Both the Homestead Credit and the Earned Income Tax Credit are refundable, which means that the credits not only reduce the amount of taxes owed, but if they reduce the taxes owed to less than zero then the state writes a check to the taxpayer for the remaining amount of the credits. These credits help deliver tax relief to people whose income may be too low to pay income taxes, but still pay a significant portion of their income in other state and local taxes.
Wisconsin Taxes: Who Pays?
A sound tax system should treat people in similar circumstances similarly, and people in different circumstances differently. That might sound obvious, but often state tax systems don’t live up to these principles.
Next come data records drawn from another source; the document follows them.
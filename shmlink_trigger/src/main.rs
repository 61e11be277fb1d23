//! # shmlink Trigger
//!
//! Interactive producer for the pointer channel. Each `x` or `y` line on stdin
//! publishes one locked update of `{x, y, changed: 1}` for the consumer to
//! pick up.
//!
//! # Usage
//!
//! ```bash
//! # Default key 454, System V backend
//! shmlink_trigger
//!
//! # File-backed segment in a custom directory, remove it on exit
//! shmlink_trigger --backend file --shm-dir /tmp --destroy-on-exit
//!
//! # Settings from a file, verbose logging
//! shmlink_trigger --config /etc/shmlink/config.toml -v
//! ```

#![deny(warnings)]

use clap::Parser;
use shmlink::{BackendKind, PointerUpdate, SharedStructChannel, ShmError, ShmlinkConfig};
use shmlink_common::config::{ConfigLoader, default_config_path};
use shmlink_common::consts::TRIGGER_STEP;
use std::io::{BufRead, Write};
use std::path::PathBuf;
use tracing::{Level, error, info, warn};
use tracing_subscriber::EnvFilter;

const USAGE: &str = "Press x [ENTER] for x axis, y [ENTER] for y axis, q [ENTER] to quit";

/// shmlink Trigger - publish pointer updates from the keyboard
#[derive(Parser, Debug)]
#[command(name = "shmlink_trigger")]
#[command(author = "RTS007")]
#[command(version)]
#[command(about = "Interactive producer publishing pointer updates to a shmlink channel")]
#[command(long_about = None)]
struct Args {
    /// Path to configuration file (TOML); defaults to /etc/shmlink/config.toml if present
    #[arg(short, long, value_name = "FILE")]
    config: Option<PathBuf>,

    /// Segment key (overrides config)
    #[arg(short, long)]
    key: Option<i32>,

    /// Segment backend: sysv or file (overrides config)
    #[arg(short, long)]
    backend: Option<BackendKind>,

    /// Directory for file-backed segments (overrides config)
    #[arg(long, value_name = "DIR")]
    shm_dir: Option<PathBuf>,

    /// Lock acquisition timeout in milliseconds (overrides config)
    #[arg(long)]
    lock_timeout_ms: Option<u64>,

    /// Destroy the segment when quitting
    #[arg(long)]
    destroy_on_exit: bool,

    /// Enable verbose logging
    #[arg(short, long)]
    verbose: bool,

    /// Output logs in JSON format
    #[arg(long)]
    json: bool,
}

/// What one input line asks for.
#[derive(Debug, Clone, Copy, PartialEq, Eq)]
enum Command {
    Publish(PointerUpdate),
    Quit,
    Skip,
    Unknown,
}

impl Command {
    fn parse(line: &str) -> Self {
        match line.trim() {
            "x" => Self::Publish(PointerUpdate::along_x(TRIGGER_STEP)),
            "y" => Self::Publish(PointerUpdate::along_y(TRIGGER_STEP)),
            "q" => Self::Quit,
            "" => Self::Skip,
            _ => Self::Unknown,
        }
    }
}

fn main() -> Result<(), Box<dyn std::error::Error>> {
    let args = Args::parse();
    // No subscriber exists until the config is loaded; report on stderr only.
    let config = match load_config(&args) {
        Ok(config) => config,
        Err(e) => {
            eprintln!("shmlink_trigger: {e}");
            std::process::exit(2);
        }
    };

    setup_tracing(&args, &config);
    if let Err(e) = run(&args, config) {
        error!("Trigger failed: {}", e);
        eprintln!("shmlink_trigger: {e}");
        std::process::exit(1);
    }
    Ok(())
}

fn run(args: &Args, config: ShmlinkConfig) -> Result<(), Box<dyn std::error::Error>> {
    info!("shmlink Trigger v{} starting...", env!("CARGO_PKG_VERSION"));

    let mut channel = SharedStructChannel::open_or_create_with(config.channel.clone(), config.layout()?)?;
    info!(
        key = channel.key(),
        backend = %config.channel.backend,
        "publishing to channel"
    );

    println!("{USAGE}");
    let stdin = std::io::stdin();
    publish_lines(&channel, stdin.lock(), std::io::stdout())?;

    if args.destroy_on_exit {
        match channel.destroy() {
            Ok(()) => info!("Segment destroyed"),
            Err(ShmError::StillAttached { attached, .. }) => {
                warn!(?attached, "Segment still attached by a consumer; leaving it in place");
            }
            Err(e) => return Err(e.into()),
        }
    } else {
        channel.close()?;
    }

    info!("shmlink Trigger shutdown complete");
    Ok(())
}

/// Publish one update per `x`/`y` line until `q` or end of input.
///
/// Returns the number of updates published.
fn publish_lines(
    channel: &SharedStructChannel,
    input: impl BufRead,
    mut output: impl Write,
) -> Result<usize, Box<dyn std::error::Error>> {
    let mut published = 0;
    for line in input.lines() {
        match Command::parse(&line?) {
            Command::Publish(update) => {
                channel.write_record(&update)?;
                published += 1;
                info!(x = update.x, y = update.y, "update published");
            }
            Command::Quit => break,
            Command::Skip => {}
            Command::Unknown => {
                writeln!(output, "Unknown Input")?;
                writeln!(output, "{USAGE}")?;
            }
        }
    }
    Ok(published)
}

/// Load the config file (if any) and apply CLI overrides.
fn load_config(args: &Args) -> Result<ShmlinkConfig, Box<dyn std::error::Error>> {
    let mut config = match default_config_path(args.config.as_deref()) {
        Some(path) => ShmlinkConfig::load(&path)?,
        None => ShmlinkConfig::new("shmlink-trigger"),
    };

    if let Some(key) = args.key {
        config.channel.key = key;
    }
    if let Some(backend) = args.backend {
        config.channel.backend = backend;
    }
    if let Some(dir) = &args.shm_dir {
        config.channel.shm_dir = dir.clone();
    }
    if let Some(ms) = args.lock_timeout_ms {
        config.channel.lock_timeout_ms = ms;
    }

    config.validate()?;
    Ok(config)
}

/// Setup tracing subscriber based on CLI arguments and config.
fn setup_tracing(args: &Args, config: &ShmlinkConfig) {
    let level = if args.verbose {
        Level::DEBUG
    } else {
        config
            .shared
            .log_level
            .as_directive()
            .parse()
            .unwrap_or(Level::INFO)
    };

    let filter = EnvFilter::from_default_env().add_directive(level.into());

    if args.json {
        tracing_subscriber::fmt()
            .with_env_filter(filter)
            .json()
            .init();
    } else {
        tracing_subscriber::fmt().with_env_filter(filter).init();
    }
}
impl From<&Layout> for LayoutSpec {
    fn from(layout: &Layout) -> Self {
        let mut fields = Vec::with_capacity(layout.len());
        let mut cursor = 0;
        for field in layout.fields() {
            if field.offset > cursor {
                fields.push(EntrySpec::Padding {
                    padding: field.offset - cursor,
                });
            }
            fields.push(EntrySpec::Field {
                name: field.name.clone(),
                ty: field.ty,
            });
            cursor = field.offset + field.width();
        }
        if layout.size() > cursor {
            fields.push(EntrySpec::Padding {
                padding: layout.size() - cursor,
            });
        }
        Self { fields }
    }
}

/// Values of every field, captured together.
#[derive(Debug, Clone, PartialEq, Eq)]
pub struct Snapshot {
    layout: Arc<Layout>,
    values: Vec<i64>,
}

impl Snapshot {
    pub(crate) fn new(layout: Arc<Layout>, values: Vec<i64>) -> Self {
        Self { layout, values }
    }

    /// Value of `name`.
    pub fn get(&self, name: &str) -> ShmResult<i64> {
        self.layout.position(name).map(|i| self.values[i])
    }

    /// `(name, value)` pairs in declaration order.
    pub fn iter(&self) -> impl Iterator<Item = (&str, i64)> {
        self.layout
            .fields()
            .iter()
            .zip(self.values.iter())
            .map(|(f, v)| (f.name(), *v))
    }

    /// Layout the snapshot was taken with.
    pub fn layout(&self) -> &Layout {
        &self.layout
    }
}

#[cfg(test)]
mod tests {
    use super::*;

    #[test]
    fn pointer_layout_offsets() {
        let layout = Layout::pointer();
        assert_eq!(layout.size(), 12);
        assert_eq!(layout.len(), 3);
        assert_eq!(layout.field("x").unwrap().offset(), 0);
        assert_eq!(layout.field("y").unwrap().offset(), 4);
        assert_eq!(layout.field("changed").unwrap().offset(), 8);
    }

    #[test]
    fn builder_matches_preset() {
        let built = Layout::builder()
            .field("x", FieldType::I32)
            .field("y", FieldType::I32)
            .field("changed", FieldType::I32)
            .build()
            .unwrap();
        assert_eq!(built, Layout::pointer());
        assert_eq!(built.fingerprint(), Layout::pointer().fingerprint());
    }

    #[test]
    fn mixed_widths_have_no_implicit_padding() {
        let layout = Layout::builder()
            .field("buttons", FieldType::U8)
            .field("x", FieldType::I16)
            .field("y", FieldType::I16)
            .field("changed", FieldType::U8)
            .build()
            .unwrap();
        assert_eq!(layout.size(), 6);
        assert_eq!(layout.field("x").unwrap().offset(), 1);
        assert_eq!(layout.field("changed").unwrap().offset(), 5);
    }

    #[test]
    fn explicit_padding_mirrors_c_struct() {
        // struct { uint8_t buttons; int16_t x; int16_t y; uint8_t changed; }
        let layout = Layout::builder()
            .field("buttons", FieldType::U8)
            .padding(1)
            .field("x", FieldType::I16)
            .field("y", FieldType::I16)
            .field("changed", FieldType::U8)
            .padding(1)
            .build()
            .unwrap();
        assert_eq!(layout.size(), 8);
        assert_eq!(layout.field("x").unwrap().offset(), 2);
        assert_eq!(layout.field("changed").unwrap().offset(), 6);
    }

    #[test]
    fn invalid_layouts_are_rejected() {
        assert!(matches!(
            Layout::builder().build(),
            Err(ShmError::InvalidLayout(_))
        ));
        assert!(matches!(
            Layout::builder()
                .field("x", FieldType::I32)
                .field("x", FieldType::I16)
                .build(),
            Err(ShmError::InvalidLayout(_))
        ));
        assert!(matches!(
            Layout::builder().field("", FieldType::I32).build(),
            Err(ShmError::InvalidLayout(_))
        ));
        assert!(matches!(
            Layout::builder()
                .field("x", FieldType::I32)
                .padding(0)
                .build(),
            Err(ShmError::InvalidLayout(_))
        ));
    }

    #[test]
    fn oversized_layouts_are_rejected() {
        assert!(matches!(
            Layout::builder()
                .field("x", FieldType::I32)
                .padding(usize::MAX)
                .build(),
            Err(ShmError::InvalidLayout(_))
        ));
        assert!(matches!(
            Layout::builder()
                .field("x", FieldType::I32)
                .padding(1000)
                .field("y", FieldType::I32)
                .padding(usize::MAX - 1000)
                .build(),
            Err(ShmError::InvalidLayout(_))
        ));
        assert!(matches!(
            Layout::builder()
                .padding(MAX_LAYOUT_SIZE)
                .field("x", FieldType::U8)
                .build(),
            Err(ShmError::InvalidLayout(_))
        ));

        let largest = Layout::builder()
            .padding(MAX_LAYOUT_SIZE - 8)
            .field("x", FieldType::I64)
            .build()
            .unwrap();
        assert_eq!(largest.size(), MAX_LAYOUT_SIZE);
    }

    #[test]
    fn oversized_padding_in_toml_is_rejected() {
        use shmlink_common::config::ConfigLoader;

        let text = format!(
            "[[fields]]\nname = \"x\"\ntype = \"i32\"\n\n[[fields]]\npadding = {}\n",
            i64::MAX
        );
        let spec = LayoutSpec::parse(&text).unwrap();
        assert!(matches!(
            Layout::try_from(spec),
            Err(ShmError::InvalidLayout(_))
        ));
    }

    #[test]
    fn unknown_field_lookup() {
        let layout = Layout::pointer();
        assert!(matches!(
            layout.field("z"),
            Err(ShmError::UnknownField { name }) if name == "z"
        ));
    }

    #[test]
    fn range_checks() {
        let layout = Layout::builder()
            .field("small", FieldType::I8)
            .field("flag", FieldType::U8)
            .field("wide", FieldType::U32)
            .build()
            .unwrap();
        assert!(layout.field("small").unwrap().check(-128).is_ok());
        assert!(layout.field("small").unwrap().check(128).is_err());
        assert!(layout.field("flag").unwrap().check(-1).is_err());
        assert!(layout.field("wide").unwrap().check(u32::MAX as i64).is_ok());
        assert!(layout.field("wide").unwrap().check(u32::MAX as i64 + 1).is_err());
    }

    #[test]
    fn encode_decode_sign_extension() {
        for (ty, value) in [
            (FieldType::I8, -5),
            (FieldType::U8, 250),
            (FieldType::I16, -30_000),
            (FieldType::U16, 65_000),
            (FieldType::I32, i32::MIN as i64),
            (FieldType::U32, 4_000_000_000),
            (FieldType::I64, i64::MIN),
        ] {
            assert_eq!(ty.decode(ty.encode(value)), value, "{ty:?}");
        }
    }

    #[test]
    fn fingerprint_tracks_order() {
        let a = Layout::pointer();
        let b = Layout::builder()
            .field("y", FieldType::I32)
            .field("x", FieldType::I32)
            .field("changed", FieldType::I32)
            .build()
            .unwrap();
        assert_eq!(a.size(), b.size());
        assert_ne!(a.fingerprint(), b.fingerprint());
    }

    #[test]
    fn spec_from_toml() {
        use shmlink_common::config::ConfigLoader;

        #[derive(Deserialize)]
        struct Wrapper {
            layout: LayoutSpec,
        }

        let text = r#"
[[layout.fields]]
name = "buttons"
type = "u8"

[[layout.fields]]
padding = 1

[[layout.fields]]
name = "x"
type = "i16"
"#;
        let wrapper = Wrapper::parse(text).unwrap();
        let layout = Layout::try_from(wrapper.layout).unwrap();
        assert_eq!(layout.size(), 4);
        assert_eq!(layout.field("x").unwrap().offset(), 2);

        let back = LayoutSpec::from(&layout);
        assert_eq!(Layout::try_from(back).unwrap(), layout);
    }

    #[test]
    fn snapshot_lookup() {
        let snapshot = Snapshot::new(Arc::new(Layout::pointer()), vec![55, 0, 1]);
        assert_eq!(snapshot.get("x").unwrap(), 55);
        assert_eq!(snapshot.get("changed").unwrap(), 1);
        assert!(snapshot.get("nope").is_err());
        let pairs: Vec<_> = snapshot.iter().collect();
        assert_eq!(pairs, vec![("x", 55), ("y", 0), ("changed", 1)]);
    }
}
Wisconsin does a better job than many states, but there’s still room for improvement.
Overall, taxes in Wisconsin are regressive. This means that low and middle income people pay a higher percentage of their income in state and local taxes than higher income people do, as shown in the chart below. For example, families in Wisconsin making less than $21,000 a year pay 9.6% of their income in combined sales and excise, income, and property taxes, while families in the top 1%, making $362,000 or more, pay only 6.9% of their income in those taxes, as shown in the chart below.
Different taxes have different characteristics. Sales and excise taxes are fairly regressive, as shown in the chart below. Income taxes tend to be progressive, since higher income people typically pay higher shares of their income. The property tax, which is predominantly a local tax, is mildly regressive. Combining several taxation methods results in a somewhat fairer system, lower rates overall, and a stable revenue source.
A good tax system should be understandable, stable, economically neutral, not interfere with Wisconsin’s ability to compete in national and global markets, and provide adequate revenue.